# SOURCE DATA
________________

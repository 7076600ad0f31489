//! Load → reconcile → save for an agent project directory.

use super::{reconcile, ReconcileError, ReconcileReport};
use crate::compose::{create_backup, BackupInfo, ComposeDocument};
use sense_common::{DetectionResult, COMPOSE_FILE_NAME};
use serde::Serialize;
use std::path::{Path, PathBuf};
use tracing::info;

#[derive(Debug, Clone, PartialEq, Eq)]
pub struct ApplyOptions {
    /// Compute the result but never write.
    pub dry_run: bool,
    /// Copy the original aside before writing.
    pub backup: bool,
    /// Compose file name inside the agent directory.
    pub compose_file: String,
}

impl Default for ApplyOptions {
    fn default() -> Self {
        Self {
            dry_run: false,
            backup: false,
            compose_file: COMPOSE_FILE_NAME.to_string(),
        }
    }
}

#[derive(Debug, Clone, Serialize)]
pub struct ApplyOutcome {
    pub path: PathBuf,
    pub report: ReconcileReport,
    /// The file on disk was replaced.
    pub written: bool,
    pub dry_run: bool,
    #[serde(skip_serializing_if = "Option::is_none")]
    pub backup: Option<BackupInfo>,
}

impl ApplyOutcome {
    /// Changes were computed but not written because of `dry_run`.
    pub fn pending(&self) -> bool {
        self.dry_run && self.report.has_changes()
    }
}

/// Reconcile the compose file of the agent project at `agent_dir`.
///
/// The file is only rewritten when its text changed, and on any error it is
/// left untouched.
pub fn apply<S: AsRef<str>>(
    agent_dir: &Path,
    to_enable: &[S],
    to_disable: &[S],
    options: &ApplyOptions,
) -> Result<ApplyOutcome, ReconcileError> {
    let path = agent_dir.join(&options.compose_file);
    let mut doc = ComposeDocument::load(&path)?;
    let original_len = doc.text().len();

    let report = reconcile(&mut doc, to_enable, to_disable)?;

    let mut outcome = ApplyOutcome {
        path: path.clone(),
        report,
        written: false,
        dry_run: options.dry_run,
        backup: None,
    };

    if !outcome.report.has_changes() || options.dry_run {
        return Ok(outcome);
    }

    if options.backup {
        outcome.backup = Some(create_backup(&path)?);
    }
    doc.save(&path)?;
    outcome.written = true;

    info!(
        path = %path.display(),
        before = original_len,
        after = doc.text().len(),
        enabled = outcome.report.names(super::ChangeKind::Enabled).len(),
        disabled = outcome.report.names(super::ChangeKind::Disabled).len(),
        appended = outcome.report.names(super::ChangeKind::Appended).len(),
        "compose file updated"
    );
    Ok(outcome)
}

/// Desired enable/disable sets derived from detection results.
#[derive(Debug, Clone, Default, PartialEq, Eq, Serialize)]
pub struct Selection {
    pub enable: Vec<String>,
    pub disable: Vec<String>,
}

/// Enable what is available and on by default, disable what is unavailable.
///
/// Degraded capabilities count as available. Available capabilities that
/// are off by default are left as the document has them.
pub fn auto_selection(results: &[DetectionResult]) -> Selection {
    let mut selection = Selection::default();
    for result in results {
        if result.available {
            if result.capability.default_enabled {
                selection.enable.push(result.capability.name.clone());
            }
        } else {
            selection.disable.push(result.capability.name.clone());
        }
    }
    selection
}

#[cfg(test)]
mod tests {
    use super::*;
    use sense_common::{Capability, Category, Dependency};
    use std::fs;
    use tempfile::TempDir;

    const COMPOSE: &str = "\
agents:
  kuro:
    perception:
      custom:
        - name: docker-status
          script: ./plugins/docker-status.sh
";

    fn project() -> TempDir {
        let dir = TempDir::new().unwrap();
        fs::write(dir.path().join(COMPOSE_FILE_NAME), COMPOSE).unwrap();
        dir
    }

    #[test]
    fn test_apply_writes_changes() {
        let dir = project();
        let outcome = apply(dir.path(), &[] as &[&str], &["docker-status"], &ApplyOptions::default())
            .unwrap();
        assert!(outcome.written);
        let text = fs::read_to_string(dir.path().join(COMPOSE_FILE_NAME)).unwrap();
        assert!(text.ends_with("          enabled: false\n"));
    }

    #[test]
    fn test_dry_run_never_writes() {
        let dir = project();
        let options = ApplyOptions {
            dry_run: true,
            ..ApplyOptions::default()
        };
        let outcome = apply(dir.path(), &["x-feed"], &[], &options).unwrap();
        assert!(!outcome.written);
        assert!(outcome.pending());
        let text = fs::read_to_string(dir.path().join(COMPOSE_FILE_NAME)).unwrap();
        assert_eq!(text, COMPOSE);
    }

    #[test]
    fn test_no_change_does_not_write_or_backup() {
        let dir = project();
        let options = ApplyOptions {
            backup: true,
            ..ApplyOptions::default()
        };
        let outcome = apply(dir.path(), &["docker-status"], &[], &options).unwrap();
        assert!(!outcome.written);
        assert!(outcome.backup.is_none());
        assert_eq!(fs::read_dir(dir.path()).unwrap().count(), 1);
    }

    #[test]
    fn test_backup_is_created_before_write() {
        let dir = project();
        let options = ApplyOptions {
            backup: true,
            ..ApplyOptions::default()
        };
        let outcome = apply(dir.path(), &["x-feed"], &[], &options).unwrap();
        let backup = outcome.backup.unwrap();
        assert_eq!(fs::read_to_string(backup.backup_path).unwrap(), COMPOSE);
    }

    #[test]
    fn test_missing_file_is_unreadable() {
        let dir = TempDir::new().unwrap();
        let err = apply(dir.path(), &["a"], &[], &ApplyOptions::default()).unwrap_err();
        assert!(matches!(
            err,
            ReconcileError::Document(crate::compose::ComposeError::Unreadable { .. })
        ));
    }

    #[test]
    fn test_auto_selection() {
        let on = Capability::new("on", "on.sh", "", Category::Workspace).enabled_by_default();
        let off = Capability::new("off", "off.sh", "", Category::Workspace);
        let missing = Capability::new("missing", "m.sh", "", Category::Workspace)
            .with_dependency(Dependency::binary("nope", true));
        let results = vec![
            DetectionResult::classify(on, Vec::new()),
            DetectionResult::classify(off, Vec::new()),
            DetectionResult::classify(missing, vec![Dependency::binary("nope", true)]),
        ];
        let selection = auto_selection(&results);
        assert_eq!(selection.enable, vec!["on"]);
        assert_eq!(selection.disable, vec!["missing"]);
    }
}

________________

# WHAT IS BEING ASKED
How many lines in the records hold the string "super"? The number alone is the answer.

# SOLUTION FOR THIS EXERCISE
5